Published on November 19th, 2012 | by Chris Blundell0
Crowd Funding: How To Not Suck
The amount of crowdfunding campaigns coming out at the moment, I felt compelled to write about my experience of it, how to avoid basic mistakes and also how to stop people hating you while running a crowdfunding campaign.
- It wont go viral. No, it won’t. Do not under any circumstances think that you will go viral. Like, at all. This is the first mistake everyone makes. It won’t go viral. It will take a shedload of convincing people that your project is worthy and that you’re working hard for it.
- Make a great video. Your video needs to be short, quality (not just a webcam) and to the point. If you can’t put together a simple video, how will people trust you to handle thousands of their money?
- Is your project just an idea or is it a well thought out plan? Some people put out campaigns far too early, before they had even realised their idea fully. Sort out all of the nitty gritty of your campaign, pass it round to others, get feedback, tweak. There isn’t room for low quality any more.
- Don’t ask for too much. Yeah it would be wonderful to get £50,000 for two people to spend 6 months makimg a game/movie/book. Do you think other people will believe that’s what you need?
- Why should people care? There are so many Kickstarter and IndieGoGo campaigns, why would people pledge to yours? Dont assume that because people like videogames that they’ll donate to your game, or because people buy Elvis songs that they would crowdfund a documentary on him.

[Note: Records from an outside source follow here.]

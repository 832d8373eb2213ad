/**
 * Chat Message Data Structures
 *
 * This module defines the message, invitation and notification types
 * exchanged between the server and its clients. The same structs are
 * serialized over the REST API and inside realtime gateway frames so
 * that both transports always agree on the wire shape.
 *
 * All wire fields use camelCase to match the JSON the web clients send.
 */
use chrono::{DateTime, Utc};
use serde::{Deserialize, Serialize};
use std::collections::HashSet;

/// A single chat message inside a channel
///
/// This structure is used both on the server (as the REST and broadcast
/// payload) and on the client (for display and cache merging). Messages
/// carry either text content, attached images, or both.
///
/// # Fields
/// * `id` - Server-assigned identifier, unique and monotonically increasing
/// * `channel_id` - The channel this message belongs to
/// * `author_id` - Identifier of the user who sent the message
/// * `author_name` - Display name of the author at send time
/// * `author_avatar` - Optional avatar URL of the author
/// * `content` - Text body; `None` for image-only messages
/// * `image_urls` - Ordered list of attached image URLs, already merged
/// * `created_at` - Server timestamp when the message was stored
/// * `updated_at` - Server timestamp of the last edit
#[derive(Debug, Clone, Serialize, Deserialize, PartialEq, Eq)]
#[serde(rename_all = "camelCase")]
pub struct ChatMessage {
    pub id: i64,
    pub channel_id: i64,
    pub author_id: i64,
    pub author_name: String,
    pub author_avatar: Option<String>,
    pub content: Option<String>,
    #[serde(default)]
    pub image_urls: Vec<String>,
    pub created_at: DateTime<Utc>,
    pub updated_at: DateTime<Utc>,
}

/// Payload delivered to a user's personal room when a workspace
/// invitation is issued for them
///
/// The same payload is emitted under every notification alias so
/// clients at different versions all receive something they recognize.
#[derive(Debug, Clone, Serialize, Deserialize, PartialEq, Eq)]
#[serde(rename_all = "camelCase")]
pub struct NotificationPayload {
    /// Notification category, e.g. `workspace_invitation`
    pub kind: String,
    pub workspace_id: i64,
    pub workspace_name: String,
    pub sender_name: String,
    /// Invitation token the recipient can redeem
    pub token: String,
    pub created_at: DateTime<Utc>,
}

/// Request body for creating a message over the REST API
#[derive(Debug, Clone, Serialize, Deserialize)]
pub struct SendMessageRequest {
    pub content: String,
}

/// Request body for editing an existing message
#[derive(Debug, Clone, Serialize, Deserialize)]
pub struct UpdateMessageRequest {
    pub content: String,
}

/// Response body returned after a message was removed
#[derive(Debug, Clone, Serialize, Deserialize)]
pub struct DeleteMessageResponse {
    pub id: i64,
}

/// A pending workspace invitation as returned by the REST API
#[derive(Debug, Clone, Serialize, Deserialize, PartialEq, Eq)]
#[serde(rename_all = "camelCase")]
pub struct Invitation {
    pub id: i64,
    pub workspace_id: i64,
    pub workspace_name: String,
    pub email: String,
    pub token: String,
    pub status: String,
    pub created_at: DateTime<Utc>,
}

/// Request body for inviting a user into a workspace
#[derive(Debug, Clone, Serialize, Deserialize)]
pub struct CreateInvitationRequest {
    pub email: String,
}

/// Merges the JSON image list column with the legacy single-URL column
/// into one ordered, de-duplicated list.
///
/// Rows written by older versions of the server stored a single image
/// URL in its own column; newer rows store a JSON array. A row migrated
/// in place can carry both, possibly naming the same file twice. The
/// merged view keeps the JSON array order, drops duplicates, and puts a
/// legacy URL not already present at the end.
///
/// Malformed JSON in `images_json` is treated as an empty list rather
/// than an error so one bad row cannot poison a whole page of messages.
pub fn merge_image_urls(images_json: Option<&str>, legacy_url: Option<&str>) -> Vec<String> {
    let mut urls: Vec<String> = images_json
        .and_then(|raw| serde_json::from_str(raw).ok())
        .unwrap_or_default();

    if let Some(legacy) = legacy_url {
        if !legacy.is_empty() {
            urls.push(legacy.to_string());
        }
    }

    let mut seen = HashSet::new();
    urls.retain(|url| !url.is_empty() && seen.insert(url.clone()));
    urls
}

- Spamming is worthless, conversation is gold. If you want people to listen to you, speak to them about something they’re interested in first, before trying to sell them something. I get asked for Twitter Retweets for crowdfunding campaigns from people who don’t even follow me. Show effort, speak to people first.
- Ask people for money: AFTER you’ve spoken to people, ask if they would take a look at your campaign, ask for feedback. If they seem positive about it, straight up (politely) ask them if they’d like to donate to it. If they can’t/won’t, thats fine, thank them for taking the time to look at it anyway.
- Speak to new people. I started off in March with 300 followers, by the end of the campaign for The Hit Squad I had 1300 followers, I had tweeted over 7,000 tweets. I spent around 10 hours per day on Twitter speaking to new people. D’you know what? It actually made things more enjoyable.
- Speak to press, but dont rely on them. Getting press coverage is awesome, but to be fair, they’re inundated with crowdfunding campaigns every day, they can’t include them all. Yours is unlikely to make the cut, press/blogs help raise awareness, but you have to complete the sale.
- Read EVERYTHING you can on crowdfunding. There are tons of articles full of great crowdfunding advice, Kickstarter and IndieGoGo usually run really good ones on their own sites. Read them all and take it in!
- The most important thing about crowdfunding is the people you meet. During The Hit Squad’s crowdfunding, I made friends, colleagues, enemies and more. This has lead to freelance work, friendships outside of Twitter, game buddies and people who would stick up for me if I were to ever be arrested for throwing a dead body out a hotel window.
- It wont go viral. Seriously. Stop thinking that it will.